Each entry should be quoted word for word, including every mark of punctuation.

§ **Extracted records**
BEGIN

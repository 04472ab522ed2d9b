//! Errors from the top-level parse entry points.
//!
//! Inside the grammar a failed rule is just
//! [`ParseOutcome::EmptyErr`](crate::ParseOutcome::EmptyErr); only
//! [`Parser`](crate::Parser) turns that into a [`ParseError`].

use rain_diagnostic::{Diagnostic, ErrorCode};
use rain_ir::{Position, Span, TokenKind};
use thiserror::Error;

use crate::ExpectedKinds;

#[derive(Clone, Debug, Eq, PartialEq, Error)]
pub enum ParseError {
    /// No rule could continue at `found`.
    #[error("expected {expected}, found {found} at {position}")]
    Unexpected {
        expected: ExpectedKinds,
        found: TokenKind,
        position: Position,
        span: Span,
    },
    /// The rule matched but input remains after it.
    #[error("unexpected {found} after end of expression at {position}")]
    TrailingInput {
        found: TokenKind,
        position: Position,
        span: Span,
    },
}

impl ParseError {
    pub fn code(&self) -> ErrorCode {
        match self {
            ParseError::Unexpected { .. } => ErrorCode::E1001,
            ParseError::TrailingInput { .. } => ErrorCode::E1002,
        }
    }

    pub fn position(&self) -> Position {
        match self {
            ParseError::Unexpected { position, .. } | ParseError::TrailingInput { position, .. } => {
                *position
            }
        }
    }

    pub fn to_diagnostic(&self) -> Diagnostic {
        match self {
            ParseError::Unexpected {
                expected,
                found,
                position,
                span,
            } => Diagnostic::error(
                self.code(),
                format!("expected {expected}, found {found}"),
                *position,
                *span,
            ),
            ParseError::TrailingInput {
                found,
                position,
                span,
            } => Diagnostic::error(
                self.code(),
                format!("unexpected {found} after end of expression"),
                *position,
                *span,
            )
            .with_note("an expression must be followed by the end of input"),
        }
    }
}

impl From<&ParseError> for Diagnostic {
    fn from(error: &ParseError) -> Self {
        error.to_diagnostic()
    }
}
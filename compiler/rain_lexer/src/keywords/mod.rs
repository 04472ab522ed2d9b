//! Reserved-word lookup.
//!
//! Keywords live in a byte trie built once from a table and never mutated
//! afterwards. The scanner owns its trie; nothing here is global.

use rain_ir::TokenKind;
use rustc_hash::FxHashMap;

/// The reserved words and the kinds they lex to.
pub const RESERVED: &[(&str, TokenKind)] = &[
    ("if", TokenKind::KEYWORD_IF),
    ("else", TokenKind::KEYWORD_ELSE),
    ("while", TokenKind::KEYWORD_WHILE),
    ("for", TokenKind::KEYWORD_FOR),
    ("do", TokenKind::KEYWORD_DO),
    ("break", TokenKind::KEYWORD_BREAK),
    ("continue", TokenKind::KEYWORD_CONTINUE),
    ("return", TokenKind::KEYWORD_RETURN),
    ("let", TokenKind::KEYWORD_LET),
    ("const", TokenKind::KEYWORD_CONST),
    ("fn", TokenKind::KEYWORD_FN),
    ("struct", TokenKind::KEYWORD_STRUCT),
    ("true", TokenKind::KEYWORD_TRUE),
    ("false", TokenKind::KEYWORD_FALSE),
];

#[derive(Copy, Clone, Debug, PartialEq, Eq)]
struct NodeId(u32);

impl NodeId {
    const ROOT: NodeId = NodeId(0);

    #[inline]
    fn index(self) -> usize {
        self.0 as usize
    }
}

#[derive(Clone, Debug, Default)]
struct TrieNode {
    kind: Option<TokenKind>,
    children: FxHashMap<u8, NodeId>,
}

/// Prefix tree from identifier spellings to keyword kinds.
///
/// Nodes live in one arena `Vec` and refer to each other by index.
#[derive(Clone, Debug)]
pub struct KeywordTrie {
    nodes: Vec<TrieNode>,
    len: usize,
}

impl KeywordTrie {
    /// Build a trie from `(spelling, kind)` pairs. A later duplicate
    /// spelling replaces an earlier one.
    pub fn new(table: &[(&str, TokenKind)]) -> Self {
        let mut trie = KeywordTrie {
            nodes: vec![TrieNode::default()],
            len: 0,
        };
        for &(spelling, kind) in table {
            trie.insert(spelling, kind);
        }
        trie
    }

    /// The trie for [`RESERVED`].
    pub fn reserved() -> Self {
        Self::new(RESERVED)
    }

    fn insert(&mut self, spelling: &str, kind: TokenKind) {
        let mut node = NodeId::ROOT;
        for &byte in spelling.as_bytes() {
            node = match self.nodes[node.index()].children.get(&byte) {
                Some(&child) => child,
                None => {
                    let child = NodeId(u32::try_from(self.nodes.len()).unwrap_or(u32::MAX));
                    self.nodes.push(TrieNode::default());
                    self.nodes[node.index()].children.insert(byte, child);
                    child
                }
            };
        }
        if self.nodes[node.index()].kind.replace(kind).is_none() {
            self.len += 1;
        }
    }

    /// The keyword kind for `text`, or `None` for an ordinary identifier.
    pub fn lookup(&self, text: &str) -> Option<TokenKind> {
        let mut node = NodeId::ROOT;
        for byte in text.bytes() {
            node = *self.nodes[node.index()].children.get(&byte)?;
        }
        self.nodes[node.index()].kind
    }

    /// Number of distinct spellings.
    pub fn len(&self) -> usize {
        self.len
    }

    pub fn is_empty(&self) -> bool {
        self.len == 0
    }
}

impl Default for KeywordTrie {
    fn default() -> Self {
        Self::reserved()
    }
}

END

§ **Solution to this exercise**
repository 04472ab522ed2d9b
//! Errors from the top-level parse entry points.
//!
//! Inside the grammar a failed rule is just
//! [`ParseOutcome::EmptyErr`](crate::ParseOutcome::EmptyErr); only
//! [`Parser`](crate::Parser) turns that into a [`ParseError`].

use rain_diagnostic::{Diagnostic, ErrorCode};
use rain_ir::{Position, Span, TokenKind};
use thiserror::Error;

use crate::ExpectedKinds;

#[derive(Clone, Debug, Eq, PartialEq, Error)]
pub enum ParseError {
    /// No rule could continue at `found`.
    #[error("expected {expected}, found {found} at {position}")]
    Unexpected {
        expected: ExpectedKinds,
        found: TokenKind,
        position: Position,
        span: Span,
    },
    /// The rule matched but input remains after it.
    #[error("unexpected {found} after end of expression at {position}")]
    TrailingInput {
        found: TokenKind,
        position: Position,
        span: Span,
    },
}

impl ParseError {
    pub fn code(&self) -> ErrorCode {
        match self {
            ParseError::Unexpected { .. } => ErrorCode::E1001,
            ParseError::TrailingInput { .. } => ErrorCode::E1002,
        }
    }

    pub fn position(&self) -> Position {
        match self {
            ParseError::Unexpected { position, .. } | ParseError::TrailingInput { position, .. } => {
                *position
            }
        }
    }

    pub fn to_diagnostic(&self) -> Diagnostic {
        match self {
            ParseError::Unexpected {
                expected,
                found,
                position,
                span,
            } => Diagnostic::error(
                self.code(),
                format!("expected {expected}, found {found}"),
                *position,
                *span,
            ),
            ParseError::TrailingInput {
                found,
                position,
                span,
            } => Diagnostic::error(
                self.code(),
                format!("unexpected {found} after end of expression"),
                *position,
                *span,
            )
            .with_note("an expression must be followed by the end of input"),
        }
    }
}

impl From<&ParseError> for Diagnostic {
    fn from(error: &ParseError) -> Self {
        error.to_diagnostic()
    }
}
filename compiler/rain_lexer/src/keywords/mod.rs
repository 04472ab522ed2d9b
//! Reserved-word lookup.
//!
//! Keywords live in a byte trie built once from a table and never mutated
//! afterwards. The scanner owns its trie; nothing here is global.

use rain_ir::TokenKind;
use rustc_hash::FxHashMap;

/// The reserved words and the kinds they lex to.
pub const RESERVED: &[(&str, TokenKind)] = &[
    ("if", TokenKind::KEYWORD_IF),
    ("else", TokenKind::KEYWORD_ELSE),
    ("while", TokenKind::KEYWORD_WHILE),
    ("for", TokenKind::KEYWORD_FOR),
    ("do", TokenKind::KEYWORD_DO),
    ("break", TokenKind::KEYWORD_BREAK),
    ("continue", TokenKind::KEYWORD_CONTINUE),
    ("return", TokenKind::KEYWORD_RETURN),
    ("let", TokenKind::KEYWORD_LET),
    ("const", TokenKind::KEYWORD_CONST),
    ("fn", TokenKind::KEYWORD_FN),
    ("struct", TokenKind::KEYWORD_STRUCT),
    ("true", TokenKind::KEYWORD_TRUE),
    ("false", TokenKind::KEYWORD_FALSE),
];

#[derive(Copy, Clone, Debug, PartialEq, Eq)]
struct NodeId(u32);

impl NodeId {
    const ROOT: NodeId = NodeId(0);

    #[inline]
    fn index(self) -> usize {
        self.0 as usize
    }
}

#[derive(Clone, Debug, Default)]
struct TrieNode {
    kind: Option<TokenKind>,
    children: FxHashMap<u8, NodeId>,
}

/// Prefix tree from identifier spellings to keyword kinds.
///
/// Nodes live in one arena `Vec` and refer to each other by index.
#[derive(Clone, Debug)]
pub struct KeywordTrie {
    nodes: Vec<TrieNode>,
    len: usize,
}

impl KeywordTrie {
    /// Build a trie from `(spelling, kind)` pairs. A later duplicate
    /// spelling replaces an earlier one.
    pub fn new(table: &[(&str, TokenKind)]) -> Self {
        let mut trie = KeywordTrie {
            nodes: vec![TrieNode::default()],
            len: 0,
        };
        for &(spelling, kind) in table {
            trie.insert(spelling, kind);
        }
        trie
    }

    /// The trie for [`RESERVED`].
    pub fn reserved() -> Self {
        Self::new(RESERVED)
    }

    fn insert(&mut self, spelling: &str, kind: TokenKind) {
        let mut node = NodeId::ROOT;
        for &byte in spelling.as_bytes() {
            node = match self.nodes[node.index()].children.get(&byte) {
                Some(&child) => child,
                None => {
                    let child = NodeId(u32::try_from(self.nodes.len()).unwrap_or(u32::MAX));
                    self.nodes.push(TrieNode::default());
                    self.nodes[node.index()].children.insert(byte, child);
                    child
                }
            };
        }
        if self.nodes[node.index()].kind.replace(kind).is_none() {
            self.len += 1;
        }
    }

    /// The keyword kind for `text`, or `None` for an ordinary identifier.
    pub fn lookup(&self, text: &str) -> Option<TokenKind> {
        let mut node = NodeId::ROOT;
        for byte in text.bytes() {
            node = *self.nodes[node.index()].children.get(&byte)?;
        }
        self.nodes[node.index()].kind
    }

    /// Number of distinct spellings.
    pub fn len(&self) -> usize {
        self.len
    }

    pub fn is_empty(&self) -> bool {
        self.len == 0
    }
}

impl Default for KeywordTrie {
    fn default() -> Self {
        Self::reserved()
    }
}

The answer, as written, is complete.